Business & Baby
The year was 2009, and my husband-to-be Ryan and I were knee-deep in two big projects: a baby due at any moment, and getting our business, a transportation training firm, up and running. Our doors were open to anyone who wanted to learn, and we had students from all over our city walking in and signing up. Over the years we expanded into contracting and grew into a sizeable business. Our classroom slowly transformed from having just a few students in Pennsylvania, to training at locations all around the country. I’ll never forget one night working late, looking around at our packed classroom, with our 10-month old bouncing on one of our employee’s knees while I cleaned up the whiteboard. “We are going to look back on this and wonder if we were crazy,” I remember Ryan saying. Crazy but happy.

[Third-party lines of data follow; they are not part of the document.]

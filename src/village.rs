use crate::error::{AggregateError, DegradedSource, SourceKind};
use crate::evaluation::{self, VillageMaterialRow};
use crate::model::{
    AttendanceRecap, Category, EvaluationRecap, Group, ManualKbmReport, MaterialCategory, Period,
    Village,
};
use crate::pivot::CensusCounts;
use crate::reconcile::{self, CellInputs, ConsolidatedCell};
use serde::Serialize;
use std::collections::{BTreeMap, HashMap};
use tracing::{debug, error};

/// Scope of a recap fetch. `group_id` narrows a village fetch to one group.
#[derive(Debug, Clone, PartialEq, Eq)]
pub struct RecapQuery<'a> {
    pub village_id: &'a str,
    pub group_id: Option<&'a str>,
    pub period: Period,
}

/// Read operations the aggregation core needs from persistence.
pub trait ReportSource {
    fn village(&self, village_id: &str) -> anyhow::Result<Option<Village>>;
    fn groups(&self, village_id: &str) -> anyhow::Result<Vec<Group>>;
    fn categories(&self) -> anyhow::Result<Vec<Category>>;
    fn material_categories(&self) -> anyhow::Result<Vec<MaterialCategory>>;
    fn manual_reports(&self, q: &RecapQuery<'_>) -> anyhow::Result<Vec<ManualKbmReport>>;
    fn attendance_recaps(&self, q: &RecapQuery<'_>) -> anyhow::Result<Vec<AttendanceRecap>>;
    fn evaluation_recaps(&self, q: &RecapQuery<'_>) -> anyhow::Result<Vec<EvaluationRecap>>;
}

#[derive(Debug, Clone, PartialEq, Serialize)]
#[serde(rename_all = "camelCase")]
pub struct VillageMatrix {
    pub village_id: String,
    pub village_name: String,
    pub period: Period,
    pub groups: Vec<Group>,
    pub categories: Vec<Category>,
    pub material_categories: Vec<MaterialCategory>,
    /// `category_id -> group_id -> cell`, one entry for every pair.
    pub matrix: BTreeMap<i64, BTreeMap<String, ConsolidatedCell>>,
    pub degraded_sources: Vec<DegradedSource>,
    #[serde(skip)]
    evaluations: Vec<EvaluationRecap>,
}

impl VillageMatrix {
    pub fn cell_count(&self) -> usize {
        self.matrix.values().map(|m| m.len()).sum()
    }

    pub fn row_totals(&self, category_id: i64) -> CensusCounts {
        let mut out = CensusCounts::default();
        if let Some(by_group) = self.matrix.get(&category_id) {
            for cell in by_group.values() {
                out.merge(&cell.counts);
            }
        }
        out
    }

    pub fn column_totals(&self, group_id: &str) -> CensusCounts {
        let mut out = CensusCounts::default();
        for by_group in self.matrix.values() {
            if let Some(cell) = by_group.get(group_id) {
                out.merge(&cell.counts);
            }
        }
        out
    }

    /// Evaluation entries of every group, grouped by material category, for one learner category.
    pub fn materials_by_category(&self, category_id: i64) -> Vec<VillageMaterialRow> {
        let group_ids: Vec<String> = self.groups.iter().map(|g| g.id.clone()).collect();
        let recaps: Vec<&EvaluationRecap> = self
            .evaluations
            .iter()
            .filter(|r| r.category_id == category_id)
            .collect();
        evaluation::merge_village(&self.material_categories, &group_ids, &recaps)
    }

    pub fn is_degraded(&self) -> bool {
        !self.degraded_sources.is_empty()
    }
}

fn master<T>(what: &'static str, fetched: anyhow::Result<T>) -> Result<T, AggregateError> {
    fetched.map_err(|e| {
        error!(master_data = what, error = %e, "master data fetch failed");
        AggregateError::MissingMasterData {
            what,
            message: format!("{e:#}"),
        }
    })
}

fn degradable<T>(
    source: SourceKind,
    fetched: anyhow::Result<Vec<T>>,
    degraded: &mut Vec<DegradedSource>,
) -> Vec<T> {
    match fetched {
        Ok(rows) => rows,
        Err(e) => {
            debug!(source = source.as_str(), error = %e, "recap source treated as absent");
            degraded.push(DegradedSource {
                source,
                message: format!("{e:#}"),
            });
            Vec::new()
        }
    }
}

/// Latest row per (group, category) wins when a source returns duplicates.
fn index_by_cell<'a, T>(
    rows: &'a [T],
    key: impl Fn(&'a T) -> (&'a str, i64),
) -> HashMap<(String, i64), &'a T> {
    let mut out = HashMap::new();
    for row in rows {
        let (g, c) = key(row);
        out.insert((g.to_string(), c), row);
    }
    out
}

/// Builds the category × group matrix of one village for one period.
///
/// Master data (village, groups, categories, material categories) must load or the
/// whole build fails. A recap source that fails to load is reported in
/// `degraded_sources` and treated as empty for every cell.
pub fn build_village_matrix<S: ReportSource + ?Sized>(
    source: &S,
    village_id: &str,
    period: Period,
) -> Result<VillageMatrix, AggregateError> {
    let village = master("village", source.village(village_id))?.ok_or_else(|| {
        AggregateError::NotFound {
            what: "village",
            id: village_id.to_string(),
        }
    })?;
    let groups = master("groups", source.groups(village_id))?;
    let categories = master("categories", source.categories())?;
    let material_categories = master("materialCategories", source.material_categories())?;

    let query = RecapQuery {
        village_id,
        group_id: None,
        period,
    };
    let mut degraded = Vec::new();
    let manual = degradable(SourceKind::Manual, source.manual_reports(&query), &mut degraded);
    let attendance = degradable(
        SourceKind::Attendance,
        source.attendance_recaps(&query),
        &mut degraded,
    );
    let evaluations = degradable(
        SourceKind::Evaluation,
        source.evaluation_recaps(&query),
        &mut degraded,
    );

    let manual_idx = index_by_cell(&manual, |r| (r.group_id.as_str(), r.category_id));
    let attendance_idx = index_by_cell(&attendance, |r| (r.group_id.as_str(), r.category_id));
    let evaluation_idx = index_by_cell(&evaluations, |r| (r.group_id.as_str(), r.category_id));

    let mut matrix: BTreeMap<i64, BTreeMap<String, ConsolidatedCell>> = BTreeMap::new();
    for category in &categories {
        let row = matrix.entry(category.id).or_default();
        for group in &groups {
            let key = (group.id.clone(), category.id);
            let inputs = CellInputs {
                manual: manual_idx.get(&key).copied(),
                attendance: attendance_idx.get(&key).copied(),
                evaluation: evaluation_idx.get(&key).copied(),
            };
            row.insert(
                group.id.clone(),
                reconcile::reconcile(&group.id, category.id, inputs),
            );
        }
    }

    let reported = matrix
        .values()
        .flat_map(|row| row.values())
        .filter(|c| c.has_data())
        .count();
    debug!(
        village_id,
        period = %period.key(),
        groups = groups.len(),
        categories = categories.len(),
        reported,
        degraded = degraded.len(),
        "village matrix built"
    );

    Ok(VillageMatrix {
        village_id: village.id,
        village_name: village.name,
        period,
        groups,
        categories,
        material_categories,
        matrix,
        degraded_sources: degraded,
        evaluations,
    })
}

/// One reconciled cell plus whichever recap sources failed to load for it.
#[derive(Debug, Clone, PartialEq, Serialize)]
#[serde(rename_all = "camelCase")]
pub struct CellReport {
    pub cell: ConsolidatedCell,
    pub degraded_sources: Vec<DegradedSource>,
}

/// Reconciles a single (group, category) for one period. The caller has already
/// resolved the group; recap fetches are narrowed to it.
pub fn build_cell<S: ReportSource + ?Sized>(
    source: &S,
    group: &Group,
    category_id: i64,
    period: Period,
) -> CellReport {
    let query = RecapQuery {
        village_id: &group.village_id,
        group_id: Some(&group.id),
        period,
    };
    let mut degraded = Vec::new();
    let manual = degradable(SourceKind::Manual, source.manual_reports(&query), &mut degraded);
    let attendance = degradable(
        SourceKind::Attendance,
        source.attendance_recaps(&query),
        &mut degraded,
    );
    let evaluations = degradable(
        SourceKind::Evaluation,
        source.evaluation_recaps(&query),
        &mut degraded,
    );

    let inputs = CellInputs {
        manual: manual.iter().rev().find(|r| r.category_id == category_id),
        attendance: attendance.iter().rev().find(|r| r.category_id == category_id),
        evaluation: evaluations.iter().rev().find(|r| r.category_id == category_id),
    };
    CellReport {
        cell: reconcile::reconcile(&group.id, category_id, inputs),
        degraded_sources: degraded,
    }
}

Here is a pic of my view from my office desk in 2010. Notice the open file cabinet, second-hand Pack and Play, yellow rocker, and excited new dad.
Inspiration in the Dust
One day we had a client meeting on the driving range, and I needed to go from my office to one of our vehicle training sites. It was a vast dusty lot with piles of gravel and rocks at the mercy of 40-ton trucks making backing maneuvers. Yes I owned a pair of bulky, heavy work boots but they weren't really me and so I chanced it with my the high heeled boots I was wearing. As a woman co-owner with my husband, the struggle to be taken as seriously as he was by our employees and clients was real. It didn’t seem fair that shoes were one more thing for me to worry about, and that I had to choose between safety and style. After searching extensively for something I liked, yet that would still have the high-performance qualities I needed in a rugged safety shoe, I came up dry. I knew I’d found a market gap-- safety boots that women would actually want to wear.
Me out on the driving range.
While running the transportation company with Ryan and caring for our family, I also took shoemaking classes, footwear industry courses, and read textbooks. I traveled to Brooklyn to learn how to craft shoes by hand using leather and an industrial sewing machine. Using our expertise (me as a lawyer, and both of us from running our now sizable national firm) Ryan and I gathered a team of consultants and designers, met with podiatrists, and conducted market research. We traveled to factories to learn everything we could about the shoemaking process.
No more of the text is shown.